It seems like it was only yesterday that the Dragonlance Nexus began. A lot has changed since those early days. It’s hard to believe that we have hit the 19-year mark, but here we are. Not bad for the site they said wouldn’t make it, huh?
I’ve recounted the origins of the Nexus enough over the years, so I thought I would share some special things that have happened along this journey, which began in December 2000. The Nexus was born in January 2001.
A Personal Journey
The Nexus has become a part of my life. It’s led me on a journey of self-exploration and change. The Nexus taught me that I had a creative side to me. I had a talent for writing, which led to me contributing to several Dragonlance 3.5 books. I carry that creative side with my current career in web design, a career change I made due to the Nexus. The site inspired me to go back to school when I had hit a glass ceiling in my old career.
It’s hard to believe as well that the Nexus has lasted a generation. Back in 2001, I was a young parent with a young son and another on the way. Now both of my boys are grown. My wife and I are beginning a new journey as empty nesters.
Dungeons & Dragons 3rd edition was in its infancy back in 2001. Dragonlance became the first campaign setting released for ver. 3.5 of the world’s greatest roleplaying game. We had a good run, but eventually, Wizards of the Coast withdrew all of their licenses back in-house, ending the Dragonlance run (amongst other great properties).
Shortly after, D&D 4th edition came about. WotC had made several huge mistakes during this time, not the least of which was the long-overdue Game System License (GSL) for 4th edition, which was not compatible with the existing Open Game License (OGL). As publishers waited, one made a bold move. Paizo Publishing produced Pathfinder, an updated “clone” of D&D 3.5, made possible by the OGL. Pathfinder became the major competition for D&D. In fact, Pathfinder outsold D&D for a bit.
During this time, Wizards of the Coast had ceased publishing all novels, with the notable exception of the Drizzt Do’Urden novels, by R.A. Salvatore. WotC appeared to focus on what they did best – make games.
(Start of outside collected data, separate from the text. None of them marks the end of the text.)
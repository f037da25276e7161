//! Typed records built from matched fields.

use crate::normalize::normalize_path;
use crate::patterns::{MatchResult, PatternFamily, STATUS_NONE};
use serde::Serialize;
use std::fmt;

/// Which kind of record a run produces. Chosen by the caller together with
/// the active pattern.
#[derive(Debug, Clone, Copy, PartialEq, Eq, Hash)]
pub enum Domain {
    Http,
    Sql,
    Test,
    Severity,
    Service,
}

impl Domain {
    /// The pattern family whose fields this domain consumes.
    pub fn family(self) -> PatternFamily {
        match self {
            Domain::Http => PatternFamily::SystemdHttp,
            Domain::Sql => PatternFamily::SystemdSql,
            Domain::Test => PatternFamily::TestRunner,
            Domain::Severity => PatternFamily::Generic,
            Domain::Service => PatternFamily::Syslog,
        }
    }
}

/// One unit of work extracted from a log line.
#[derive(Debug, Clone, PartialEq, Serialize)]
#[serde(tag = "kind", rename_all = "snake_case")]
pub enum Record {
    Http {
        method: String,
        normalized_path: String,
        response_status: Option<u16>,
        response_length: Option<u64>,
        response_time: Option<f64>,
        timestamp: Option<String>,
    },
    Sql {
        query_text: String,
        timestamp: Option<String>,
    },
    Test {
        test_name: String,
        worker_id: u32,
        result: String,
        duration_seconds: f64,
        timestamp: Option<String>,
    },
    Severity {
        status: String,
        timestamp: Option<String>,
    },
    Service {
        host: String,
        service: String,
        timestamp: Option<String>,
    },
}

impl Record {
    /// The string records are bucketed by. Equal keys aggregate together.
    pub fn group_key(&self) -> String {
        match self {
            Record::Http {
                method,
                normalized_path,
                ..
            } => format!("{method} {normalized_path}"),
            Record::Sql { query_text, .. } => query_text.clone(),
            Record::Test { test_name, .. } => test_name.clone(),
            Record::Severity { status, .. } => status.clone(),
            Record::Service { service, .. } => service.clone(),
        }
    }

    /// The numeric sample statistical aggregation uses, if the record has one.
    pub fn sample(&self) -> Option<f64> {
        match self {
            Record::Http { response_time, .. } => *response_time,
            Record::Test {
                duration_seconds, ..
            } => Some(*duration_seconds),
            Record::Sql { .. } | Record::Severity { .. } | Record::Service { .. } => None,
        }
    }
}

/// Why a matched line was dropped.
#[derive(Debug, Clone, PartialEq, Eq)]
pub enum Rejection {
    MissingField(&'static str),
    Coercion { field: &'static str, value: String },
}

impl fmt::Display for Rejection {
    fn fmt(&self, f: &mut fmt::Formatter<'_>) -> fmt::Result {
        match self {
            Rejection::MissingField(field) => write!(f, "missing field '{field}'"),
            Rejection::Coercion { field, value } => {
                write!(f, "field '{field}' is not a number: {value:?}")
            }
        }
    }
}

impl std::error::Error for Rejection {}

fn required<'m>(m: &'m MatchResult, field: &'static str) -> Result<&'m str, Rejection> {
    m.get(field).ok_or(Rejection::MissingField(field))
}

fn coerce_float(field: &'static str, value: &str) -> Result<f64, Rejection> {
    match value.parse::<f64>() {
        Ok(v) if v.is_finite() => Ok(v),
        _ => Err(Rejection::Coercion {
            field,
            value: value.to_string(),
        }),
    }
}

fn coerce_int<T: std::str::FromStr>(field: &'static str, value: &str) -> Result<T, Rejection> {
    value.parse::<T>().map_err(|_| Rejection::Coercion {
        field,
        value: value.to_string(),
    })
}

/// Coerce an optional field. Absent or unusable values are `None`.
fn optional<T>(
    m: &MatchResult,
    field: &'static str,
    coerce: impl Fn(&'static str, &str) -> Result<T, Rejection>,
) -> Option<T> {
    let value = m.get(field)?;
    match coerce(field, value) {
        Ok(v) => Some(v),
        Err(e) => {
            tracing::debug!("treating as absent: {e}");
            None
        }
    }
}

/// Build a record of the given domain from a match.
///
/// Required numeric fields fail closed: a value that does not parse (or
/// parses to NaN/infinity) rejects the whole line. The optional HTTP
/// status, length and time degrade to `None` instead, so a request with a
/// `-` time is still counted; statistical mode then rejects it for lacking
/// a sample.
pub fn build(m: &MatchResult, domain: Domain) -> Result<Record, Rejection> {
    let timestamp = m.get("date").map(String::from);
    match domain {
        Domain::Http => Ok(Record::Http {
            method: required(m, "method")?.to_string(),
            normalized_path: normalize_path(required(m, "uri")?),
            response_status: optional(m, "resp_status", coerce_int::<u16>),
            response_length: optional(m, "resp_len", coerce_int::<u64>),
            response_time: optional(m, "resp_time", coerce_float),
            timestamp,
        }),
        Domain::Sql => Ok(Record::Sql {
            query_text: required(m, "sql_query")?.to_string(),
            timestamp,
        }),
        Domain::Test => Ok(Record::Test {
            test_name: required(m, "test_name")?.to_string(),
            worker_id: coerce_int("worker", required(m, "worker")?)?,
            result: required(m, "test_result")?.to_string(),
            duration_seconds: coerce_float("test_time", required(m, "test_time")?)?,
            timestamp,
        }),
        Domain::Severity => Ok(Record::Severity {
            status: m.get("status").unwrap_or(STATUS_NONE).to_string(),
            timestamp,
        }),
        Domain::Service => Ok(Record::Service {
            host: required(m, "host")?.to_string(),
            service: required(m, "service")?.to_string(),
            timestamp,
        }),
    }
}
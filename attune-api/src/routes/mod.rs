//! API route definitions

mod bookmarks;
mod health;
mod session;

use crate::AppState;
use axum::Router;

/// Create all API routes
pub fn api_routes() -> Router<AppState> {
    Router::new()
        .merge(session::routes())
        .merge(bookmarks::routes())
        .merge(health::routes())
}
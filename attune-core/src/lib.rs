//! Core types for the Attune news session engine
//!
//! This crate defines the shared data structures used across the engine:
//! the normalized article model and the user preference model that drives
//! every search.

pub mod article;
pub mod preferences;

pub use article::{Article, ArticleSource};
pub use preferences::{
    Exclusion, Mood, PreferenceSet, TimeBudget, Topic, WordRange, FULL_SENTIMENT_RANGE,
};
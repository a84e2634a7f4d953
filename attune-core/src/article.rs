//! Normalized article model

use serde::{Deserialize, Serialize};

/// Source of a news article
#[derive(Debug, Clone, Default, Serialize, Deserialize)]
pub struct ArticleSource {
    /// Source identifier as reported by the search backend
    #[serde(skip_serializing_if = "Option::is_none")]
    pub id: Option<String>,
    /// Display name of the source (e.g., "Reuters", "The Guardian")
    #[serde(skip_serializing_if = "Option::is_none")]
    pub name: Option<String>,
}

/// A normalized news article
///
/// The article's identity is its canonical source URL: two fetches of the
/// same URL collide to the same `id`. Construction goes through the
/// normalizer, which only admits raw results carrying a usable image and a
/// named first author.
#[derive(Debug, Clone, Serialize, Deserialize)]
pub struct Article {
    /// Stable identifier (the canonical article URL)
    pub id: String,
    /// Source information
    pub source: ArticleSource,
    /// First listed author
    #[serde(skip_serializing_if = "Option::is_none")]
    pub author: Option<String>,
    /// Article title
    #[serde(skip_serializing_if = "Option::is_none")]
    pub title: Option<String>,
    /// Short excerpt (first 200 characters of the body)
    #[serde(skip_serializing_if = "Option::is_none")]
    pub description: Option<String>,
    /// Canonical article URL
    pub url: String,
    /// Article image URL (http/https, always present)
    pub image_url: String,
    /// Publication timestamp, ISO-8601 by convention, opaque to the engine
    #[serde(skip_serializing_if = "Option::is_none")]
    pub published_at: Option<String>,
    /// Full article body
    #[serde(skip_serializing_if = "Option::is_none")]
    pub content: Option<String>,
    /// Inferred category display name
    #[serde(skip_serializing_if = "Option::is_none")]
    pub category: Option<String>,
    /// Session-local bookmark flag, independent of the persisted bookmark set
    #[serde(default)]
    pub bookmarked: bool,
}

impl Article {
    /// Title with a display fallback
    pub fn display_title(&self) -> &str {
        self.title.as_deref().unwrap_or("Untitled Article")
    }

    /// Author with a display fallback
    pub fn display_author(&self) -> &str {
        self.author.as_deref().unwrap_or("Unknown Author")
    }

    /// Source name with a display fallback
    pub fn display_source(&self) -> &str {
        self.source.name.as_deref().unwrap_or("Unknown Source")
    }
}
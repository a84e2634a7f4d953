//! Attune API Server
//!
//! HTTP front end for the recommendation session: preference-driven
//! fetches, batch paging, quantity updates and bookmarks.

mod routes;

use std::net::SocketAddr;
use std::sync::Arc;

use axum::{
    http::{header, Method},
    Router,
};
use tower_http::cors::{Any, CorsLayer};
use tracing::info;
use tracing_subscriber::{fmt, prelude::*, EnvFilter};

use attune_news::{NewsApiClient, NewsApiConfig};
use attune_session::{BookmarkStore, JsonFileStore, KeyValueStore, RecommendationSession};

/// Application state shared across handlers
#[derive(Clone)]
pub struct AppState {
    pub session: Arc<RecommendationSession>,
    pub bookmarks: Arc<BookmarkStore>,
}

#[tokio::main]
async fn main() -> anyhow::Result<()> {
    // Load environment variables from .env.local file
    if let Err(e) = dotenvy::from_filename(".env.local") {
        // Not an error if the file doesn't exist
        if !matches!(e, dotenvy::Error::Io(_)) {
            eprintln!("Warning: Failed to load .env.local: {}", e);
        }
    }

    // Initialize logging
    tracing_subscriber::registry()
        .with(fmt::layer())
        .with(
            EnvFilter::try_from_default_env()
                .unwrap_or_else(|_| EnvFilter::new("info,attune_api=debug")),
        )
        .init();

    info!("Starting Attune API");

    let config = NewsApiConfig::from_env()?;
    let search = Arc::new(NewsApiClient::new(config));

    let state_path =
        std::env::var("ATTUNE_DATA_PATH").unwrap_or_else(|_| "data/attune-state.json".to_string());
    info!("Persisting session state at: {}", state_path);
    let store: Arc<dyn KeyValueStore> = Arc::new(JsonFileStore::open(state_path));

    let session = Arc::new(RecommendationSession::new(search, Arc::clone(&store)));
    let bookmarks = Arc::new(BookmarkStore::new(store));

    let state = AppState { session, bookmarks };

    // Configure CORS for frontend
    let cors = CorsLayer::new()
        .allow_origin(Any)
        .allow_methods([Method::GET, Method::POST, Method::PUT, Method::OPTIONS])
        .allow_headers([header::CONTENT_TYPE]);

    // Build router
    let app = Router::new()
        .nest("/api", routes::api_routes())
        .layer(cors)
        .with_state(state);

    // Start server
    let port = std::env::var("SERVER_PORT")
        .ok()
        .and_then(|p| p.parse().ok())
        .unwrap_or(3001);

    let addr = SocketAddr::from(([0, 0, 0, 0], port));
    info!("Server listening on http://{}", addr);

    let listener = tokio::net::TcpListener::bind(addr).await?;
    axum::serve(listener, app).await?;

    Ok(())
}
WotC eventually came to realize that they had missed the mark with D&D 4th edition, so the D&D Next project began. Fans were consulted like never before, and the result was the most successful version of D&D to date – D&D 5th edition.
The Present and the Future
Dungeons & Dragons 5th edition is now five years old. WotC has done an amazing job with their D&D marketing, making it more mainstream than ever. Meanwhile, Pathfinder has just entered its 2nd edition.
We are starting to see more campaign settings coming from Wizards, but not all of them are classic campaigns. As the Forgotten Realms remains the flagship setting, we have also seen the return of Ravenloft (with Curse of Strahd) and Eberron. While we didn’t see a full campaign setting for Greyhawk, we did see the Ghosts of Saltmarsh adventure. Plus, Matt Mercer’s success with Critical Role has led to the Explorer’s Guide to Wildemount. Wizards is, after all these years, finally crossing over between the D&D multiverse and Magic: the Gathering with the Guildmaster’s Guide to Ravnica and the Plane Shift products on DMs Guild.
Some critics have said that Wizards of the Coast have abandoned their classic settings, but I don’t think that’s true. Keep in mind that WotC is a business. Working with Matt Mercer and Critical Role is just a smart business decision, as is tying together WotC’s two main product lines (D&D and Magic). Yet we have seen nods to the past as well, often through compilation adventures.
So where does this leave Dragonlance? I believe its time will come. My guess is that they may update the Chronicles adventures (DL series) to 5th edition. The setting itself should hopefully get some love. My guess is that they will focus sometime around the War of the Lance through the Legends trilogy, as that’s the most popular era for Dragonlance. Perhaps everything past that will be explained as one possible future, kind of like what Dark Sun did in 4th edition. This would allow for players to make their own path.
While some of the rules changes will have to be addressed, I don’t think it will be too difficult. Most of the DL-specific rules can be covered with factions and existing rules.
The key, though, is to keep it positive. I have seen other fandoms shoot themselves in the foot by being incredibly negative. A lot of the Nexus’ success is because we keep things positive and are open to change.
It’s been a long road, but I believe our journey is not done yet. It’s an exciting time to be a D&D fan, and I don’t see the momentum stopping any time soon. Hang on for the ride. Our time may yet come again.